« Tant que, dans chaque nation, une classe restreinte d’hommes possèdera les grands moyens de production et d’échange [...] tant que cela sera, toujours cette guerre politique, économique et sociale des classes entre elles, des individus entre eux, dans chaque nation, suscitera les guerres armées entre les peuples. C’est de la division profonde des classes et des intérêts dans chaque pays que sortent les conflits entre les nations. [...] Toujours votre société violente et chaotique [...] porte en elle la guerre comme la nuée dormante porte l’orage ».
Le 23 janvier 1903, à la Chambre, il avertit :
« Dans les Balkans, les grandes puissances jouent avec les délires nationalistes et les rivalités ethniques ou religieuses les plus barbares. L’Allemagne ne supporte plus notre soif de revanche et le chauvinisme de nos nationalistes. L’allié russe risque de nous entraîner plus loin que nous le voudrions... ».
Le Pré-Saint-Gervais, 25 mai 1913 : Discours de Jaurès contre la loi rétablissant le service militaire à 3 ans.
La presse bourgeoise se déchaîne contre lui, l’accuse de collusion avec l’Allemagne. On l’appelle « Herr Jaurès ». A la Chambre, il est hué par les députés de la droite et de l’extrême-droite.
L’écrivain Charles Péguy écrit : « Dès la déclaration de la guerre, la première chose que nous ferons sera de fusiller Jaurès. Nous ne laisserons pas derrière nous ces traîtres pour nous poignarder dans le dos ».
Paul Déroulède titre un de ses articles dans le journal L’Action française : « TUER JAURES ». Quant à Léon Daudet, le 23 juillet 1914, une semaine avant l’assassinat de Jaurès, il écrit : « Nous ne voudrions déterminer personne à l’assassinat politique, mais que Jean Jaurès soit pris de tremblements ! ».
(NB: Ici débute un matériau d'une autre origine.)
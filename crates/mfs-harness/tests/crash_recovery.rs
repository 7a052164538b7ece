#![forbid(unsafe_code)]
//! Crash-consistency scenarios: power loss is dropping the mounted
//! filesystem (losing every volatile cache) and re-mounting the device.

use mfs_core::dev;
use mfs_harness::{init_tracing, mount, mount_fresh, read_to_vec};
use mfs_types::NodeKind;

#[test]
fn create_write_fsync_survives_crash() {
    init_tracing();
    let (disk, fs) = mount_fresh();
    let root = fs.root();

    let a = fs.create(&root, "a", NodeKind::File).expect("create");
    fs.write_file(&a, b"hello", 0).expect("write");
    fs.fsync(&a).expect("fsync");

    // Power loss.
    drop((root, a));
    drop(fs);

    let fs = mount(&disk);
    let root = fs.root();
    let a = fs.lookup(&root, "a").expect("lookup").expect("a exists");
    let body = read_to_vec(&fs, &a);
    assert_eq!(body, b"hello");
    assert_eq!(a.size(), 5);
}

#[test]
fn unfsynced_data_is_lost_on_crash() {
    init_tracing();
    let (disk, fs) = mount_fresh();
    let root = fs.root();
    let a = fs.create(&root, "a", NodeKind::File).expect("create");
    fs.write_file(&a, b"volatile", 0).expect("write");
    // No fsync, no sync.

    drop((root, a));
    drop(fs);
    let fs = mount(&disk);
    let root = fs.root();
    assert!(fs.lookup(&root, "a").expect("lookup").is_none());
}

#[test]
fn fsync_flushes_dependency_closure_only() {
    init_tracing();
    let (disk, fs) = mount_fresh();
    let root = fs.root();

    let d = fs.create(&root, "d", NodeKind::Dir).expect("d");
    let f = fs.create(&d, "f", NodeKind::File).expect("f");
    fs.write_file(&f, b"deep", 0).expect("write");
    // A sibling created concurrently but never fsynced.
    let _e = fs.create(&root, "e", NodeKind::File).expect("e");

    fs.fsync(&f).expect("fsync f");

    drop((root, d, f, _e));
    drop(fs);
    let fs = mount(&disk);
    let root = fs.root();

    // The closure pulled f's create and, transitively, d's create.
    let d = fs.lookup(&root, "d").expect("lookup").expect("d exists");
    let f = fs.lookup(&d, "f").expect("lookup").expect("f exists");
    assert_eq!(read_to_vec(&fs, &f), b"deep");
    // The sibling's create was outside the closure.
    assert!(fs.lookup(&root, "e").expect("lookup").is_none());
}

#[test]
fn fsync_of_directory_persists_its_entries() {
    init_tracing();
    let (disk, fs) = mount_fresh();
    let root = fs.root();

    let d = fs.create(&root, "d", NodeKind::Dir).expect("d");
    fs.create(&d, "one", NodeKind::File).expect("one");
    fs.create(&d, "two", NodeKind::File).expect("two");
    fs.fsync(&d).expect("fsync dir");

    drop(root);
    drop(d);
    drop(fs);
    let fs = mount(&disk);
    let root = fs.root();
    let d = fs.lookup(&root, "d").expect("lookup").expect("d");
    let mut names: Vec<String> = fs
        .readdir(&d)
        .expect("readdir")
        .into_iter()
        .map(|(n, _)| n)
        .collect();
    names.sort();
    assert_eq!(names, vec!["one", "two"]);
}

#[test]
fn unlink_while_open_defers_inode_reclaim() {
    init_tracing();
    let (disk, fs) = mount_fresh();
    let root = fs.root();

    let a = fs.create(&root, "a", NodeKind::File).expect("create");
    fs.write_file(&a, b"still here", 0).expect("write");
    fs.sync().expect("sync");
    let inum = fs.identity_maps().inum_of(a.id()).expect("mapped");

    fs.unlink(&root, "a").expect("unlink");
    // The descriptor is still open: contents remain readable.
    assert_eq!(read_to_vec(&fs, &a), b"still here");
    // The on-disk inode still exists; only the name is gone.
    fs.sync().expect("sync unlink");
    assert!(fs.store().iget(inum).expect("iget").kind().is_some());

    // Last close enqueues the deferred delete; the next sync applies it.
    drop(a);
    fs.sync().expect("sync delete");
    assert_eq!(fs.store().iget(inum).expect("iget").kind(), None);

    drop(root);
    drop(fs);
    let fs = mount(&disk);
    let root = fs.root();
    assert!(fs.lookup(&root, "a").expect("lookup").is_none());
    assert_eq!(fs.store().iget(inum).expect("iget").kind(), None);
}

#[test]
fn recovery_after_caches_dropped_midstream() {
    init_tracing();
    let (disk, fs) = mount_fresh();
    let root = fs.root();

    // A mix of flushed and unflushed state, with cache eviction in the
    // middle to force demand paging on the survivors.
    let keep = fs.create(&root, "keep", NodeKind::File).expect("keep");
    fs.write_file(&keep, b"first", 0).expect("write");
    fs.sync().expect("sync");
    dev::evict_caches(&fs, b"1");
    dev::evict_caches(&fs, b"2");

    fs.write_file(&keep, b"FIRST", 0).expect("overwrite");
    let _lost = fs.create(&root, "lost", NodeKind::File).expect("lost");

    drop((root, keep, _lost));
    drop(fs);
    let fs = mount(&disk);
    let root = fs.root();
    let keep = fs.lookup(&root, "keep").expect("lookup").expect("keep");
    // The overwrite never synced; the first version survived.
    assert_eq!(read_to_vec(&fs, &keep), b"first");
    assert!(fs.lookup(&root, "lost").expect("lookup").is_none());
}

#[test]
fn identity_maps_stay_consistent() {
    init_tracing();
    let (_disk, fs) = mount_fresh();
    let root = fs.root();

    let d = fs.create(&root, "d", NodeKind::Dir).expect("d");
    let f = fs.create(&d, "f", NodeKind::File).expect("f");
    assert!(fs.identity_maps().is_consistent(f.id()));
    fs.sync().expect("sync");
    assert!(fs.identity_maps().is_consistent(f.id()));
    assert!(fs.identity_maps().is_consistent(d.id()));

    // Unlink opens the documented delete window; once the last reference
    // drops and the delete is applied, both maps forget the mnode.
    let f_id = f.id();
    fs.unlink(&d, "f").expect("unlink");
    drop(f);
    fs.sync().expect("sync");
    assert!(fs.identity_maps().inum_of(f_id).is_none());
    assert!(fs.identity_maps().is_consistent(f_id));
}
Le 28 juin 1914, c’est l’attentat de Sarajevo puis l’ultimatum autrichien à la Serbie. La Russie et l’Autriche mobilisent. Le 31 juillet, l’Allemagne présente un ultimatum à la France lui enjoignant de ne pas se solidariser avec la Russie. L’inexorable affrontement des impérialismes européens est en marche.
En fin de journée, Jaurès se rend au siège de L’Humanité pour préparer un article de mobilisation anti-guerre pour l’édition du 1er août. Auparavant, il sort dîner au café du Croissant, rue Montmartre, avec ses collaborateurs. Le groupe est assis, le dos à la fenêtre ouverte et séparé de la rue par un simple rideau. Une main s’avance, un scintillement, deux éclairs, deux claquements [1].
Jaurès ne plaidera plus contre la guerre. Il est tué d’une balle dans la tête.
LA BOUCHERIE EUROPEENNE COMMENCE LE LENDEMAIN. [2]
La mort de Jaurès facilite le ralliement de la grande majorité des socialistes à l’Union sacrée. Le mot d’ordre de grève générale que les socialistes européens devaient opposer au déclenchement d’une guerre ne sera jamais appliqué.
Jean-Pierre Dubois (Le Petit Blanquiste).
URL de cet article : http://lepetitblanquiste.hautetfort.com/archive/2011/07/31/97eme-anniversaire-de-l-assassinat-de-jean-jaures.html
[1] Raoul Villain, l’assassin de Jaurès, est un nationaliste proche de L’Action française. Arrêté, il déclare avoir agi en solitaire pour « supprimer un ennemi de son pays ». Cette thèse de l’acte isolé est reprise telle quelle dans l’acte d’accusation dressé le 22 octobre 1915.
Après cinquante-six mois de détention préventive, Villain est acquitté par la cour d’assises de la Seine, le 29 mars 1919. La veuve de Jaurès doit même payer les frais du procès. Anatole France proteste : « Travailleurs ! Un verdict monstrueux proclame que l’assassinat de Jean Jaurès n’est pas un crime... ».
Raoul Villain s’exile alors à Santa Eulalia sur l’île d’Ibiza dans les Baléares. Peu après le début de la guerre d’Espagne, le 17 septembre 1936, les Républicains l’exécutent pour espionnage au profit de l’armée franquiste.
[2] Boucherie européenne pour laquelle seront sacrifiés par milliers les peuples des colonies d’Afrique.